SUPPLIED RECORDS:
● ● ●

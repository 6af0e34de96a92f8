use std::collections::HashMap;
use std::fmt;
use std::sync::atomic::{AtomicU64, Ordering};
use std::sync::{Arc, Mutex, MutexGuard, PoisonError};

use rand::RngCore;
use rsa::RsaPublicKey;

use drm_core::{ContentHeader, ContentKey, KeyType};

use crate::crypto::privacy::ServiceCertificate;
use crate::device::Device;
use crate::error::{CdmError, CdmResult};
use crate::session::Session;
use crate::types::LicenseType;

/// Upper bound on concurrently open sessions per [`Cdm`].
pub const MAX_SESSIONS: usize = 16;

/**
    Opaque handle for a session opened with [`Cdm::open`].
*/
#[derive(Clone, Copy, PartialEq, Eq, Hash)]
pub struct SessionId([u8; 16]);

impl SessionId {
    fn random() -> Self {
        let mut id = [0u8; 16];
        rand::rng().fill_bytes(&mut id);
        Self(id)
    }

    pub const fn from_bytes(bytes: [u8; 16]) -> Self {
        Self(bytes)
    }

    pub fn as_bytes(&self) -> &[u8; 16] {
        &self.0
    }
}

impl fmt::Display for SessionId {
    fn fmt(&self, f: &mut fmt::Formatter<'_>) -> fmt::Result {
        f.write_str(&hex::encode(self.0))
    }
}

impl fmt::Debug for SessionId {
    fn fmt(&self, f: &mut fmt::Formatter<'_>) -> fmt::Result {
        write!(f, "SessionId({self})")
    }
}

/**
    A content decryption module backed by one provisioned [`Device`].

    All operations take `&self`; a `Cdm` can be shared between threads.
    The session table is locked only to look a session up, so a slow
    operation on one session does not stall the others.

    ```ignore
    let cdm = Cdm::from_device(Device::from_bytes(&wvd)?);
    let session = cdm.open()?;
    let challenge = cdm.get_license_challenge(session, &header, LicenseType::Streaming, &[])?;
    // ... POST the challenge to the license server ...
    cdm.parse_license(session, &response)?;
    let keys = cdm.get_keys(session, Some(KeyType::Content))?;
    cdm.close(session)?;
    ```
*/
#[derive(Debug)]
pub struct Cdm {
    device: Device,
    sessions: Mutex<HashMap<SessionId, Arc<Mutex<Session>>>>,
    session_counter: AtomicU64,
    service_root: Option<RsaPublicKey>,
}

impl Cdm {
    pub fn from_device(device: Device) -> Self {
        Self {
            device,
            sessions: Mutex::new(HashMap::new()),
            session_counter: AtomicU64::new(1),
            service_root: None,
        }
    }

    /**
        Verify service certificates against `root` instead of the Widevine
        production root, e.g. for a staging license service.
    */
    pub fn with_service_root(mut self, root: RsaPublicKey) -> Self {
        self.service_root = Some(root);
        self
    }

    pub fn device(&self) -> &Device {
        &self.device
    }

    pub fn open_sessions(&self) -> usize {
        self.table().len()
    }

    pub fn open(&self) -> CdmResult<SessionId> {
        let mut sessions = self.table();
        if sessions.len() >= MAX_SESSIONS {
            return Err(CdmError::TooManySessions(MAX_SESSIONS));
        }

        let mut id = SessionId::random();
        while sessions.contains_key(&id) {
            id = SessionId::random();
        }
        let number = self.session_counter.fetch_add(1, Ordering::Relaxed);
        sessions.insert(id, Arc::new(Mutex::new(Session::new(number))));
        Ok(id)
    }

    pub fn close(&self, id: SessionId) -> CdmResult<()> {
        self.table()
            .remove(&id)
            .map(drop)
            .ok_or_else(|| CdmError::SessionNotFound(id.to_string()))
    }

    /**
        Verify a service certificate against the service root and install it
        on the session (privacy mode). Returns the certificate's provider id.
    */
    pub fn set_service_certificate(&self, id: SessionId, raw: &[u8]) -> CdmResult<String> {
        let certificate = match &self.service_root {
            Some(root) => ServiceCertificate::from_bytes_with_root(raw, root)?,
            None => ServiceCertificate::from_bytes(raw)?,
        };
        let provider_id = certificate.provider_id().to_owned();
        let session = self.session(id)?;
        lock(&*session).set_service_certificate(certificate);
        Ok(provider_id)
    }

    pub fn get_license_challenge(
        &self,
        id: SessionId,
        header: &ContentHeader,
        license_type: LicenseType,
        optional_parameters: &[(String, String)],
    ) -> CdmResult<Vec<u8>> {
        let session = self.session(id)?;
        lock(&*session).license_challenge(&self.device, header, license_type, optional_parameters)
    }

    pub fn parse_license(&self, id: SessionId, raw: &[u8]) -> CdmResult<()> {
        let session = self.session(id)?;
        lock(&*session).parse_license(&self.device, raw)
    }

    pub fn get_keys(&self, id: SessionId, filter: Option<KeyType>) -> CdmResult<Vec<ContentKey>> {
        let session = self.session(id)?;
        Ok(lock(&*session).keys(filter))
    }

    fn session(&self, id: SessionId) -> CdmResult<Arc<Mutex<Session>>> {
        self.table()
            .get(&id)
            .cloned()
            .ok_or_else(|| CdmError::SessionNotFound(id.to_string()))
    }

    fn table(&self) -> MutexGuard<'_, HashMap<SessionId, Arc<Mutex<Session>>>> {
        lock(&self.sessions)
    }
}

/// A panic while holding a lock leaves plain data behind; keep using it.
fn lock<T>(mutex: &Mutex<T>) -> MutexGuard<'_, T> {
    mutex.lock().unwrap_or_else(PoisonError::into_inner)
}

● ● ●

EXERCISE GOAL:
Above are some records. Copy each of their lines that holds the string "filter".

EXERCISE OUTPUT:
    pub fn get_keys(&self, id: SessionId, filter: Option<KeyType>) -> CdmResult<Vec<ContentKey>> {
        Ok(lock(&*session).keys(filter))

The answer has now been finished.